To do:
Every line with the word "after" in it should be extracted from the data that follows.

Given information:

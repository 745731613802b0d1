//! Runners: long-lived workers that take tasks off the queue, run the remote
//! check and write the result back.

use std::sync::Arc;
use std::time::{Duration, Instant};

use tokio::sync::watch;
use tokio::task::JoinHandle;
use tracing::{debug, error, info, warn};

use super::status::RunStats;
use crate::domain::{CheckError, Status, Task};
use crate::ports::{Clock, RemoteChecker, RepositoryStore};
use crate::queue::{InFlight, TaskQueue};

/// Everything a runner needs, shared by the whole pool.
pub(crate) struct RunnerContext {
    pub(crate) queue: Arc<TaskQueue>,
    pub(crate) store: Arc<dyn RepositoryStore>,
    pub(crate) checker: Arc<dyn RemoteChecker>,
    pub(crate) clock: Arc<dyn Clock>,
    pub(crate) stats: RunStats,
    pub(crate) poll_timeout: Duration,
    pub(crate) check_timeout: Duration,
}

/// How one task ended.
#[derive(Debug, Clone, Copy, PartialEq, Eq)]
pub enum RunOutcome {
    /// Result written to the store.
    Applied(Status),

    /// Check exceeded the hard timeout and was abandoned.
    TimedOut,

    /// The SSH channel failed, not the linter.
    TransportFailure,

    /// The check produced output outside the result schema.
    MalformedResult,

    /// The checker could not be started at all.
    CheckerUnavailable,

    /// The checker panicked.
    CheckerPanicked,

    /// The check succeeded but the store rejected the update.
    StoreFailed,
}

impl RunOutcome {
    pub fn is_applied(self) -> bool {
        matches!(self, RunOutcome::Applied(_))
    }
}

/// Runner pool handle.
/// - `request_shutdown()` で全 runner に停止を通知
/// - `shutdown_and_join()` で全 runner の終了を待てる
pub(crate) struct RunnerGroup {
    shutdown_tx: watch::Sender<bool>,
    joins: Vec<JoinHandle<()>>,
}

impl RunnerGroup {
    /// Spawn `n` runners on the current tokio runtime.
    pub(crate) fn spawn(n: usize, ctx: Arc<RunnerContext>) -> Self {
        let (shutdown_tx, shutdown_rx) = watch::channel(false);

        let joins = (0..n)
            .map(|runner_id| {
                let ctx = Arc::clone(&ctx);
                let rx = shutdown_rx.clone();
                tokio::spawn(runner_loop(runner_id, ctx, rx))
            })
            .collect();

        Self { shutdown_tx, joins }
    }

    pub(crate) fn len(&self) -> usize {
        self.joins.len()
    }

    /// Ask every runner to stop. A check that is already running is not
    /// interrupted; its runner exits after finishing it.
    pub(crate) fn request_shutdown(&self) {
        // receivers may already be gone
        let _ = self.shutdown_tx.send(true);
    }

    pub(crate) async fn shutdown_and_join(self) {
        self.request_shutdown();
        for (runner_id, join) in self.joins.into_iter().enumerate() {
            if let Err(err) = join.await {
                error!(runner_id, error = %err, "runner terminated abnormally");
            }
        }
    }
}

async fn runner_loop(
    runner_id: usize,
    ctx: Arc<RunnerContext>,
    mut shutdown_rx: watch::Receiver<bool>,
) {
    debug!(runner_id, "runner started");
    loop {
        if *shutdown_rx.borrow() {
            break;
        }

        let task = tokio::select! {
            changed = shutdown_rx.changed() => {
                if changed.is_err() {
                    // group handle dropped without a shutdown
                    break;
                }
                continue;
            }
            task = ctx.queue.get(ctx.poll_timeout) => task,
        };

        let Some(task) = task else {
            continue;
        };

        // released on drop, whatever happens below
        let task = InFlight::new(&ctx.queue, task);
        let outcome = process(&ctx, &task).await;
        ctx.stats.record(&outcome);
    }
    debug!(runner_id, "runner stopped");
}

/// Run one check and apply its result. Never fails: every error is logged
/// and reported as a non-applied outcome, leaving the record untouched.
pub(crate) async fn process(ctx: &RunnerContext, task: &Task) -> RunOutcome {
    debug!(url = %task.url(), remote = %task.remote(), "linting");
    let started = Instant::now();

    // Own task so a panicking checker cannot take the runner down, and so
    // aborting it on timeout drops (and kills) the remote process.
    let checker = Arc::clone(&ctx.checker);
    let (protocol, url) = (task.protocol(), task.url().clone());
    let handle = tokio::spawn(async move { checker.check(protocol, &url).await });
    let abort = handle.abort_handle();

    let result = match tokio::time::timeout(ctx.check_timeout, handle).await {
        Err(_) => {
            abort.abort();
            Err(CheckError::Timeout)
        }
        Ok(Err(join_err)) => {
            error!(url = %task.url(), error = %join_err, "checker panicked");
            return RunOutcome::CheckerPanicked;
        }
        Ok(Ok(result)) => result,
    };

    let report = match result {
        Ok(report) => report,
        Err(CheckError::Timeout) => {
            warn!(
                url = %task.url(),
                timeout_secs = ctx.check_timeout.as_secs(),
                "linting timed out"
            );
            return RunOutcome::TimedOut;
        }
        Err(CheckError::TransportFailure { stderr }) => {
            warn!(
                url = %task.url(),
                stderr = %stderr.trim(),
                "transport to check worker failed, record left unchanged"
            );
            return RunOutcome::TransportFailure;
        }
        Err(CheckError::MalformedResult(reason)) => {
            error!(url = %task.url(), %reason, "check returned a malformed result");
            return RunOutcome::MalformedResult;
        }
        Err(CheckError::Io(err)) => {
            error!(url = %task.url(), error = %err, "could not run the checker");
            return RunOutcome::CheckerUnavailable;
        }
    };

    debug!(
        url = %task.url(),
        exit_code = report.exit_code,
        elapsed_ms = started.elapsed().as_millis() as u64,
        "finished linting"
    );

    let update = task.apply_result(&report, ctx.clock.now());
    let status = update.status;
    match ctx.store.update(task.url(), update).await {
        Ok(()) => {
            info!(
                url = %task.url(),
                hash = %task.target_hash(),
                %status,
                "repository checked"
            );
            RunOutcome::Applied(status)
        }
        Err(err) => {
            error!(url = %task.url(), error = %err, "could not store check result");
            RunOutcome::StoreFailed
        }
    }
}
//! Hanami Server — account and authorization service.
//!
//! Main entry point that wires all crates together and starts the server.

use tracing_subscriber::{EnvFilter, fmt};

use hanami_core::config::AppConfig;
use hanami_core::error::AppError;

#[tokio::main]
async fn main() {
    let env = std::env::var("HANAMI_ENV").unwrap_or_else(|_| "development".to_string());

    let config = match AppConfig::load(&env) {
        Ok(c) => c,
        Err(e) => {
            eprintln!("Failed to load configuration: {e}");
            std::process::exit(1);
        }
    };

    init_logging(&config);

    if let Err(e) = run(config).await {
        tracing::error!("Server error: {e}");
        std::process::exit(1);
    }
}

/// Initialize tracing/logging
fn init_logging(config: &AppConfig) {
    let filter =
        EnvFilter::try_from_default_env().unwrap_or_else(|_| EnvFilter::new(&config.logging.level));

    match config.logging.format.as_str() {
        "json" => {
            fmt()
                .json()
                .with_env_filter(filter)
                .with_target(true)
                .with_thread_ids(true)
                .init();
        }
        _ => {
            fmt()
                .pretty()
                .with_env_filter(filter)
                .with_target(true)
                .init();
        }
    }
}

/// Main server run function
async fn run(config: AppConfig) -> Result<(), AppError> {
    tracing::info!("Starting Hanami v{}", env!("CARGO_PKG_VERSION"));

    let db = hanami_database::connection::DatabasePool::connect(&config.database).await?;

    hanami_database::migration::run_migrations(db.pool()).await?;

    let addr = format!("{}:{}", config.server.host, config.server.port);

    let state = hanami_api::state::AppState::build(config, db.clone());
    let app = hanami_api::router::build_router(state);

    let listener = tokio::net::TcpListener::bind(&addr)
        .await
        .map_err(|e| AppError::internal(format!("Failed to bind {addr}: {e}")))?;

    tracing::info!("Hanami server listening on {addr}");

    axum::serve(listener, app)
        .with_graceful_shutdown(async {
            shutdown_signal().await;
            tracing::info!("Shutdown signal received, starting graceful shutdown...");
        })
        .await
        .map_err(|e| AppError::internal(format!("Server error: {e}")))?;

    db.close().await;

    tracing::info!("Hanami server shut down gracefully");
    Ok(())
}

/// Wait for shutdown signal (Ctrl+C or SIGTERM)
async fn shutdown_signal() {
    let ctrl_c = async {
        tokio::signal::ctrl_c()
            .await
            .expect("Failed to install Ctrl+C handler");
    };

    #[cfg(unix)]
    let terminate = async {
        tokio::signal::unix::signal(tokio::signal::unix::SignalKind::terminate())
            .expect("Failed to install SIGTERM handler")
            .recv()
            .await;
    };

    #[cfg(not(unix))]
    let terminate = std::future::pending::<()>();

    tokio::select! {
        _ = ctrl_c => {},
        _ = terminate => {},
    }
}
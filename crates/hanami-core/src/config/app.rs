//! Server and CORS configuration.

use serde::{Deserialize, Serialize};

/// HTTP server configuration.
#[derive(Debug, Clone, Serialize, Deserialize)]
pub struct ServerConfig {
    /// Bind address.
    #[serde(default = "default_host")]
    pub host: String,
    /// Bind port.
    #[serde(default = "default_port")]
    pub port: u16,
    /// Graceful shutdown timeout in seconds.
    #[serde(default = "default_shutdown_grace")]
    pub shutdown_grace_seconds: u64,
    /// CORS configuration.
    #[serde(default)]
    pub cors: CorsConfig,
}

/// CORS (Cross-Origin Resource Sharing) configuration.
#[derive(Debug, Clone, Serialize, Deserialize)]
pub struct CorsConfig {
    /// Allowed origins (use `["*"]` for development only).
    #[serde(default = "default_allowed_origins")]
    pub allowed_origins: Vec<String>,
    /// Allowed HTTP methods.
    #[serde(default = "default_allowed_methods")]
    pub allowed_methods: Vec<String>,
    /// Max age for preflight cache in seconds.
    #[serde(default = "default_max_age")]
    pub max_age_seconds: u64,
}

impl Default for CorsConfig {
    fn default() -> Self {
        Self {
            allowed_origins: default_allowed_origins(),
            allowed_methods: default_allowed_methods(),
            max_age_seconds: default_max_age(),
        }
    }
}

fn default_host() -> String {
    "0.0.0.0".to_string()
}

fn default_port() -> u16 {
    8080
}

fn default_shutdown_grace() -> u64 {
    30
}

fn default_allowed_origins() -> Vec<String> {
    vec!["*".to_string()]
}

fn default_allowed_methods() -> Vec<String> {
    vec![
        "GET".to_string(),
        "POST".to_string(),
        "PUT".to_string(),
        "DELETE".to_string(),
        "OPTIONS".to_string(),
    ]
}

fn default_max_age() -> u64 {
    3600
}
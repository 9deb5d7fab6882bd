//! # hanami-database
//!
//! PostgreSQL connection management, migrations, and repository
//! implementations for Hanami. The user repository is the persistence
//! boundary of the account core; the comment repository is the collaborator
//! boundary that the deletion cascade crosses.

pub mod connection;
pub mod migration;
pub mod repositories;

pub use connection::DatabasePool;
//! Request DTOs with validation.

use serde::{Deserialize, Serialize};
use validator::Validate;

/// Login request body.
#[derive(Debug, Clone, Serialize, Deserialize, Validate)]
pub struct LoginRequest {
    /// Username.
    #[validate(length(min = 1, message = "Username is required"))]
    pub username: String,
    /// Password.
    #[validate(length(min = 1, message = "Password is required"))]
    pub password: String,
}

/// Registration request body.
#[derive(Debug, Clone, Serialize, Deserialize, Validate)]
pub struct RegisterRequest {
    /// Username (unique).
    #[validate(length(min = 3, max = 100))]
    pub username: String,
    /// Email (unique).
    #[validate(email)]
    pub email: String,
    /// Password. Only non-emptiness is checked; there is no strength policy.
    #[validate(length(min = 1, message = "Password is required"))]
    pub password: String,
    /// Display name.
    pub display_name: Option<String>,
    /// Free-form remarks.
    pub remarks: Option<String>,
}

/// Avatar update request.
#[derive(Debug, Clone, Serialize, Deserialize, Validate)]
pub struct UpdateAvatarRequest {
    /// Stored avatar filename.
    #[validate(length(min = 1, max = 255))]
    pub filename: String,
}

/// Permission change request (admin).
#[derive(Debug, Clone, Serialize, Deserialize, Validate)]
pub struct ChangePermissionRequest {
    /// New permission level. Zero grants administrator rights.
    #[validate(range(min = 0))]
    pub permission: i32,
}

/// Pagination query parameters for user listing.
#[derive(Debug, Clone, Serialize, Deserialize)]
pub struct ListUsersQuery {
    /// 1-based page number.
    pub page: Option<i64>,
    /// Page size.
    pub size: Option<i64>,
}
//! Account self-service operations — login, registration, profile, avatar.

use std::sync::Arc;

use tracing::{debug, info};

use hanami_auth::password::CredentialHasher;
use hanami_auth::token::TokenService;
use hanami_core::error::{AppError, ErrorKind};
use hanami_core::result::AppResult;
use hanami_database::repositories::user::{IDENTIFIER_CONFLICT, UserRepository};
use hanami_entity::user::{NewUser, User, permission};

/// How many times a registration retries after losing a gap-id race
/// before falling back to identity assignment.
const MAX_GAP_RETRIES: u32 = 3;

/// Handles account self-service operations.
#[derive(Debug, Clone)]
pub struct AccountService {
    /// User repository.
    user_repo: Arc<UserRepository>,
    /// Credential hasher.
    hasher: Arc<CredentialHasher>,
    /// Token service.
    tokens: Arc<TokenService>,
}

/// Data for registering a new account.
#[derive(Debug, Clone, serde::Serialize, serde::Deserialize)]
pub struct RegisterAccount {
    /// Username (unique).
    pub username: String,
    /// Email (unique).
    pub email: String,
    /// Plaintext password, digested before storage.
    pub password: String,
    /// Display name.
    pub display_name: Option<String>,
    /// Free-form remarks.
    pub remarks: Option<String>,
}

/// A successful login: the signed token plus the authenticated user.
#[derive(Debug, Clone)]
pub struct LoginOutcome {
    /// Signed identity token.
    pub token: String,
    /// The authenticated user.
    pub user: User,
}

impl AccountService {
    /// Creates a new account service.
    pub fn new(
        user_repo: Arc<UserRepository>,
        hasher: Arc<CredentialHasher>,
        tokens: Arc<TokenService>,
    ) -> Self {
        Self {
            user_repo,
            hasher,
            tokens,
        }
    }

    /// Authenticates a username/password pair and issues a token.
    ///
    /// Unknown usernames and wrong passwords produce the same error so
    /// responses cannot be used to probe which accounts exist.
    pub async fn login(&self, username: &str, password: &str) -> AppResult<LoginOutcome> {
        let user = match self.user_repo.find_by_username(username).await? {
            Some(user) => user,
            None => {
                debug!(username, "Login failed: unknown username");
                return Err(invalid_credentials());
            }
        };

        if !self.hasher.verify(password, &user.password_hash) {
            debug!(username, user_id = user.id, "Login failed: bad password");
            return Err(invalid_credentials());
        }

        let token = self
            .tokens
            .issue(user.id, &user.username, user.permission)?;

        info!(user_id = user.id, username, "User logged in");

        Ok(LoginOutcome { token, user })
    }

    /// Registers a new member account.
    ///
    /// Identifiers freed by deletions are reused: the lowest gap below
    /// the current maximum is claimed explicitly. Losing a concurrent
    /// claim is retried with a fresh scan; after `MAX_GAP_RETRIES`
    /// losses the insert falls back to identity assignment, which never
    /// collides.
    pub async fn register(&self, req: RegisterAccount) -> AppResult<User> {
        let data = NewUser {
            username: req.username,
            email: req.email,
            password_hash: self.hasher.digest(&req.password),
            display_name: req.display_name,
            remarks: req.remarks,
            permission: permission::MEMBER,
        };

        let mut attempts = 0;
        let user = loop {
            let explicit_id = if attempts < MAX_GAP_RETRIES {
                self.user_repo.find_gap_id().await?
            } else {
                None
            };

            match self.user_repo.insert(&data, explicit_id).await {
                Ok(user) => break user,
                Err(e) if is_identifier_conflict(&e) => {
                    attempts += 1;
                    debug!(
                        attempts,
                        lost_id = explicit_id,
                        "Gap id claimed concurrently, rescanning"
                    );
                }
                Err(e) => return Err(e),
            }
        };

        info!(user_id = user.id, username = %user.username, "User registered");

        Ok(user)
    }

    /// Gets a user's full profile.
    pub async fn profile(&self, user_id: i64) -> AppResult<User> {
        self.user_repo
            .find_by_id(user_id)
            .await?
            .ok_or_else(|| AppError::not_found("User not found"))
    }

    /// Updates a user's stored avatar filename.
    pub async fn update_avatar(&self, user_id: i64, filename: &str) -> AppResult<()> {
        if filename.trim().is_empty() {
            return Err(AppError::validation("Avatar filename cannot be empty"));
        }

        self.user_repo.update_avatar(user_id, filename).await?;

        info!(user_id, filename, "Avatar updated");

        Ok(())
    }
}

/// The single error both unknown-user and bad-password collapse into.
fn invalid_credentials() -> AppError {
    AppError::authentication("Invalid username or password")
}

/// Whether an insert failure is a retryable identifier collision, as
/// opposed to a duplicate username or email.
fn is_identifier_conflict(e: &AppError) -> bool {
    e.kind == ErrorKind::Conflict && e.message == IDENTIFIER_CONFLICT
}
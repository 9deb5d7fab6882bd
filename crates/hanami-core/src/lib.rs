//! # hanami-core
//!
//! Core crate for Hanami. Contains configuration schemas, the unified
//! error system, and the shared result alias.
//!
//! This crate has **no** internal dependencies on other Hanami crates.

pub mod config;
pub mod error;
pub mod result;

pub use error::AppError;
pub use result::AppResult;
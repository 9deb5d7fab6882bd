//! Maps domain `AppError` to HTTP responses.

use axum::Json;
use axum::http::StatusCode;
use axum::response::{IntoResponse, Response};
use serde::{Deserialize, Serialize};

use hanami_core::error::{AppError, ErrorKind};

/// Standard API error response body.
#[derive(Debug, Clone, Serialize, Deserialize)]
pub struct ApiErrorResponse {
    /// Machine-readable error code.
    pub error: String,
    /// Human-readable message.
    pub message: String,
}

/// Newtype over [`AppError`] carrying the HTTP mapping.
///
/// Handlers return `Result<_, ApiError>`; the `?` operator converts from
/// `AppError` automatically.
#[derive(Debug)]
pub struct ApiError(pub AppError);

impl From<AppError> for ApiError {
    fn from(err: AppError) -> Self {
        Self(err)
    }
}

impl IntoResponse for ApiError {
    fn into_response(self) -> Response {
        let err = self.0;
        let (status, error_code) = match err.kind {
            ErrorKind::Validation => (StatusCode::BAD_REQUEST, "VALIDATION_ERROR"),
            ErrorKind::Authentication => (StatusCode::UNAUTHORIZED, "UNAUTHORIZED"),
            ErrorKind::Authorization => (StatusCode::FORBIDDEN, "FORBIDDEN"),
            ErrorKind::NotFound => (StatusCode::NOT_FOUND, "NOT_FOUND"),
            ErrorKind::Conflict => (StatusCode::CONFLICT, "CONFLICT"),
            ErrorKind::Database
            | ErrorKind::Configuration
            | ErrorKind::Serialization
            | ErrorKind::Internal => {
                tracing::error!(kind = %err.kind, error = %err.message, "Internal server error");
                (StatusCode::INTERNAL_SERVER_ERROR, "INTERNAL_ERROR")
            }
        };

        // Internal failure details stay in the logs, not the response.
        let message = if status == StatusCode::INTERNAL_SERVER_ERROR {
            "Internal server error".to_string()
        } else {
            err.message
        };

        let body = ApiErrorResponse {
            error: error_code.to_string(),
            message,
        };

        (status, Json(body)).into_response()
    }
}
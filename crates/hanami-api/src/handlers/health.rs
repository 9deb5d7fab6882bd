//! Health check handler.

use axum::Json;
use axum::extract::State;

use crate::dto::response::{ApiResponse, HealthResponse};
use crate::state::AppState;

/// GET /api/health
pub async fn health(State(state): State<AppState>) -> Json<ApiResponse<HealthResponse>> {
    let db_ok = matches!(state.db_pool.health_check().await, Ok(true));

    let (status, database) = if db_ok {
        ("ok", "connected")
    } else {
        ("degraded", "unavailable")
    };

    Json(ApiResponse::ok(HealthResponse {
        status: status.to_string(),
        version: env!("CARGO_PKG_VERSION").to_string(),
        database: database.to_string(),
    }))
}
//! Integration tests for administrative user management.

use http::StatusCode;

use crate::helpers::TestApp;

async fn admin_token(app: &TestApp) -> String {
    app.create_test_user("the_admin", "password123", 0).await;
    app.login("the_admin", "password123").await
}

#[tokio::test]
#[ignore = "requires PostgreSQL"]
async fn test_list_users_is_paginated() {
    let app = TestApp::new().await;
    let token = admin_token(&app).await;

    for i in 0..5 {
        app.create_test_user(&format!("listed_{i}"), "password123", 1)
            .await;
    }

    let response = app
        .request("GET", "/api/users?page=1&size=3", None, Some(&token))
        .await;

    assert_eq!(response.status, StatusCode::OK);
    assert_eq!(response.body["data"]["items"].as_array().unwrap().len(), 3);
    assert_eq!(response.body["data"]["total"], 6);
    assert_eq!(response.body["data"]["per_page"], 3);
}

#[tokio::test]
#[ignore = "requires PostgreSQL"]
async fn test_change_permission() {
    let app = TestApp::new().await;
    let token = admin_token(&app).await;
    let target = app.create_test_user("promotee", "password123", 5).await;

    let response = app
        .request(
            "PUT",
            &format!("/api/users/{target}/permission"),
            Some(serde_json::json!({ "permission": 1 })),
            Some(&token),
        )
        .await;

    assert_eq!(response.status, StatusCode::OK);
    assert_eq!(response.body["data"]["permission"], 1);
}

#[tokio::test]
#[ignore = "requires PostgreSQL"]
async fn test_change_permission_rejects_negative() {
    let app = TestApp::new().await;
    let token = admin_token(&app).await;
    let target = app.create_test_user("negtarget", "password123", 1).await;

    let response = app
        .request(
            "PUT",
            &format!("/api/users/{target}/permission"),
            Some(serde_json::json!({ "permission": -1 })),
            Some(&token),
        )
        .await;

    assert_eq!(response.status, StatusCode::BAD_REQUEST);
}

#[tokio::test]
#[ignore = "requires PostgreSQL"]
async fn test_change_permission_unknown_user() {
    let app = TestApp::new().await;
    let token = admin_token(&app).await;

    let response = app
        .request(
            "PUT",
            "/api/users/9999/permission",
            Some(serde_json::json!({ "permission": 1 })),
            Some(&token),
        )
        .await;

    assert_eq!(response.status, StatusCode::NOT_FOUND);
}

#[tokio::test]
#[ignore = "requires PostgreSQL"]
async fn test_permission_change_does_not_touch_outstanding_tokens() {
    let app = TestApp::new().await;
    let token = admin_token(&app).await;
    let target = app.create_test_user("demotee", "password123", 0).await;
    let target_token = app.login("demotee", "password123").await;

    let response = app
        .request(
            "PUT",
            &format!("/api/users/{target}/permission"),
            Some(serde_json::json!({ "permission": 10 })),
            Some(&token),
        )
        .await;
    assert_eq!(response.status, StatusCode::OK);

    // The old token still carries level 0 until it expires or is
    // re-issued at the next login.
    let response = app
        .request("GET", "/api/users", None, Some(&target_token))
        .await;
    assert_eq!(response.status, StatusCode::OK);

    let fresh_token = app.login("demotee", "password123").await;
    let response = app
        .request("GET", "/api/users", None, Some(&fresh_token))
        .await;
    assert_eq!(response.status, StatusCode::FORBIDDEN);
}

#[tokio::test]
#[ignore = "requires PostgreSQL"]
async fn test_delete_user_removes_their_comments() {
    let app = TestApp::new().await;
    let token = admin_token(&app).await;
    let target = app.create_test_user("commenter", "password123", 1).await;
    app.create_test_comment(target, 1, "first").await;
    app.create_test_comment(target, 2, "second").await;

    let response = app
        .request("DELETE", &format!("/api/users/{target}"), None, Some(&token))
        .await;
    assert_eq!(response.status, StatusCode::OK);

    let remaining = app.comments.count_by_user(target).await.unwrap();
    assert_eq!(remaining, 0);

    let users: i64 = sqlx::query_scalar("SELECT COUNT(*) FROM users WHERE id = $1")
        .bind(target)
        .fetch_one(&app.db_pool)
        .await
        .unwrap();
    assert_eq!(users, 0);
}

#[tokio::test]
#[ignore = "requires PostgreSQL"]
async fn test_failed_comment_delete_keeps_user_row() {
    let app = TestApp::new().await;
    let token = admin_token(&app).await;
    let target = app.create_test_user("survivor", "password123", 1).await;
    app.create_test_comment(target, 1, "still here").await;

    // Make the comment delete fail so the cascade transaction rolls back.
    sqlx::query(
        "CREATE OR REPLACE FUNCTION refuse_comment_delete() RETURNS trigger AS $$ \
         BEGIN RAISE EXCEPTION 'comment deletes disabled'; END; \
         $$ LANGUAGE plpgsql",
    )
    .execute(&app.db_pool)
    .await
    .unwrap();
    sqlx::query(
        "CREATE TRIGGER refuse_comment_delete BEFORE DELETE ON comments \
         FOR EACH ROW EXECUTE FUNCTION refuse_comment_delete()",
    )
    .execute(&app.db_pool)
    .await
    .unwrap();

    let response = app
        .request("DELETE", &format!("/api/users/{target}"), None, Some(&token))
        .await;

    // Restore the table before asserting so a failure here cannot poison
    // later tests.
    sqlx::query("DROP TRIGGER refuse_comment_delete ON comments")
        .execute(&app.db_pool)
        .await
        .unwrap();
    sqlx::query("DROP FUNCTION refuse_comment_delete")
        .execute(&app.db_pool)
        .await
        .unwrap();

    assert_eq!(response.status, StatusCode::INTERNAL_SERVER_ERROR);

    let users: i64 = sqlx::query_scalar("SELECT COUNT(*) FROM users WHERE id = $1")
        .bind(target)
        .fetch_one(&app.db_pool)
        .await
        .unwrap();
    assert_eq!(users, 1);

    let remaining = app.comments.count_by_user(target).await.unwrap();
    assert_eq!(remaining, 1);
}

#[tokio::test]
#[ignore = "requires PostgreSQL"]
async fn test_delete_unknown_user_is_not_found() {
    let app = TestApp::new().await;
    let token = admin_token(&app).await;

    let response = app
        .request("DELETE", "/api/users/4242", None, Some(&token))
        .await;

    assert_eq!(response.status, StatusCode::NOT_FOUND);
}

#[tokio::test]
#[ignore = "requires PostgreSQL"]
async fn test_update_own_avatar() {
    let app = TestApp::new().await;
    app.create_test_user("avataruser", "password123", 1).await;
    let token = app.login("avataruser", "password123").await;

    let response = app
        .request(
            "PUT",
            "/api/users/me/avatar",
            Some(serde_json::json!({ "filename": "avatar-42.png" })),
            Some(&token),
        )
        .await;
    assert_eq!(response.status, StatusCode::OK);

    let me = app.request("GET", "/api/auth/me", None, Some(&token)).await;
    assert_eq!(me.body["data"]["avatar"], "avatar-42.png");
}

Exercise answer:
    /// interrupted; its runner exits after finishing it.
/// How many times a registration retries after losing a gap-id race
    /// claim is retried with a fresh scan; after `MAX_GAP_RETRIES`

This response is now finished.